船室から延びた糸の先端は、船首に八つの足で器用に立った蜘蛛に続いている。
蜘蛛は一匹だけでは無かった。船室からわらわらと十匹、そして、蜘蛛娘さん本人も外へと出てきた。
「蜘蛛娘さん!」
「お手伝いします」
船室の奥の方から、『蜘蛛娘さん!危険ですからあなた自身は中で待機して下さいと言ったでしょう!』というリィヴさんの焦った声が聞こえてくるが、正直なところ、今は一人でも多くの戦力が欲しかったので、これは素直に嬉しい。
「…とはいえ、いくらなんでもこの数は無理ですね。こちら側はまだ上がってきた数も少ないようですし、請け負いますよ。という訳で、皆さんには船尾側をお願いします」
「だ、大丈夫ですか!?」
「まあ、あの子たちを上手く使えばどうにかなるでしょうし、問題ありませんよ」
「…分かりました!」
船室の横を通って、船尾側へ。
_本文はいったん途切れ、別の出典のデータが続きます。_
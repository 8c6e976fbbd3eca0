//! Redaction strategy

use super::Anonymizer;
use crate::redaction::models::PhiMatch;

/// Redaction strategy - replaces PHI with [CATEGORY] placeholders
#[derive(Debug, Clone, Copy, Default)]
pub struct RedactionStrategy;

impl RedactionStrategy {
    /// Create a new redaction strategy
    pub fn new() -> Self {
        Self
    }
}

impl Anonymizer for RedactionStrategy {
    fn replacement(&self, phi_match: &PhiMatch) -> String {
        format!("[{}]", phi_match.category.label())
    }
}

/// Replace every match in `text` with its `[CATEGORY]` placeholder
pub fn redact_text(text: &str, matches: &[PhiMatch]) -> String {
    RedactionStrategy::new().anonymize_text(text, matches)
}
//! Page image preparation for recognition

use image::imageops::{self, FilterType};
use image::{GrayImage, Luma, RgbImage};

/// Minimum shorter side, in pixels, below which pages are upscaled
pub const DEFAULT_UPSCALE_MIN_DIMENSION: u32 = 1000;

/// Contrast boost in percent
const CONTRAST_PERCENT: f32 = 50.0;

/// Unsharp mask parameters
const SHARPEN_SIGMA: f32 = 1.0;
const SHARPEN_THRESHOLD: i32 = 3;

/// Percentile spread below which a scan is treated as flat
const FLAT_SPREAD: u8 = 40;

/// 95th percentile brightness below which a flat scan is binarized
const FLAT_CEILING: u8 = 200;

/// A page image ready for recognition
#[derive(Debug, Clone)]
pub struct PreparedPage {
    /// Grayscale, possibly upscaled image
    pub image: GrayImage,
    /// Upscale applied; recognizer coordinates are divided by this to get
    /// original-image coordinates
    pub scale_factor: f64,
}

/// Upscale small pages, convert to grayscale, boost contrast, sharpen, and
/// binarize faded low-contrast scans
pub fn prepare_for_recognition(page: &RgbImage, min_dimension: u32) -> PreparedPage {
    let (width, height) = page.dimensions();
    let shorter = width.min(height);

    let (scaled, scale_factor) = if shorter > 0 && shorter < min_dimension {
        let factor = f64::from(min_dimension) / f64::from(shorter);
        let new_w = (f64::from(width) * factor) as u32;
        let new_h = (f64::from(height) * factor) as u32;
        (
            imageops::resize(page, new_w, new_h, FilterType::Lanczos3),
            factor,
        )
    } else {
        (page.clone(), 1.0)
    };

    let gray = imageops::grayscale(&scaled);
    let gray = imageops::contrast(&gray, CONTRAST_PERCENT);
    let mut gray = imageops::unsharpen(&gray, SHARPEN_SIGMA, SHARPEN_THRESHOLD);

    let (p5, p95) = percentiles(&gray);
    if p95.saturating_sub(p5) < FLAT_SPREAD && p95 < FLAT_CEILING {
        let threshold = ((u16::from(p5) + u16::from(p95)) / 2) as u8;
        binarize(&mut gray, threshold);
    }

    PreparedPage {
        image: gray,
        scale_factor,
    }
}

/// 5th and 95th percentile brightness
fn percentiles(image: &GrayImage) -> (u8, u8) {
    let mut histogram = [0u64; 256];
    for Luma([v]) in image.pixels() {
        histogram[*v as usize] += 1;
    }

    let total: u64 = histogram.iter().sum();
    if total == 0 {
        return (0, 255);
    }

    let mut cumulative = 0u64;
    let mut p5 = None;
    let mut p95 = None;
    for (level, count) in histogram.iter().enumerate() {
        cumulative += count;
        if p5.is_none() && cumulative * 100 >= total * 5 {
            p5 = Some(level as u8);
        }
        if cumulative * 100 >= total * 95 {
            p95 = Some(level as u8);
            break;
        }
    }

    (p5.unwrap_or(0), p95.unwrap_or(255))
}

fn binarize(image: &mut GrayImage, threshold: u8) {
    for Luma([v]) in image.pixels_mut() {
        *v = if *v > threshold { 255 } else { 0 };
    }
}

#[cfg(test)]
mod tests {
    use super::*;
    use image::Rgb;

    #[test]
    fn test_small_page_is_upscaled() {
        let page = RgbImage::from_pixel(200, 500, Rgb([255, 255, 255]));
        let prepared = prepare_for_recognition(&page, 1000);
        assert_eq!(prepared.scale_factor, 5.0);
        assert_eq!(prepared.image.dimensions(), (1000, 2500));
    }

    #[test]
    fn test_large_page_keeps_size() {
        let page = RgbImage::from_pixel(1200, 1600, Rgb([255, 255, 255]));
        let prepared = prepare_for_recognition(&page, 1000);
        assert_eq!(prepared.scale_factor, 1.0);
        assert_eq!(prepared.image.dimensions(), (1200, 1600));
    }

    #[test]
    fn test_percentiles() {
        let mut image = GrayImage::from_pixel(10, 10, Luma([100]));
        for x in 0..10 {
            image.put_pixel(x, 0, Luma([10]));
        }
        let (p5, p95) = percentiles(&image);
        assert_eq!(p5, 10);
        assert_eq!(p95, 100);
    }

    #[test]
    fn test_flat_dark_scan_is_binarized() {
        let mut page = RgbImage::from_pixel(1000, 1000, Rgb([120, 120, 120]));
        for x in 0..1000 {
            for y in 0..40 {
                page.put_pixel(x, y, Rgb([110, 110, 110]));
            }
        }
        let prepared = prepare_for_recognition(&page, 1000);
        assert!(prepared
            .image
            .pixels()
            .all(|Luma([v])| *v == 0 || *v == 255));
    }
}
カルスが戦っているのが見えたので、御しゃしないように少し遠巻きの奴らを狙って『風刃』を撃つ。
と、後方から声がかかった。
「タクミさん!あなた飛べましたよね!?」
その声は蜘蛛娘さんだ。まさか、あっちを一人で請け負ったうえでこちらへ視線を向けてくるような余裕が有るのかと思ったが、彼女自身は船首側を向いていた。その代わりに、船室の上でこちらを見てくる蜘蛛が一匹。まさか蜘蛛の視界まで纏めて管理しているのだろうか?
「は、はい!」
「だったら飛んでください!ラスティアさん、あなたもです!」
少し離れた所からラスティアさんの返事も聞こえた。蜘蛛娘さんがどうしてそんな指示を出したのかと少し悩みながらも『飛翔』し、そして、船とその周り全体を俯瞰できるくらいの位地まで移動して―――気付いた。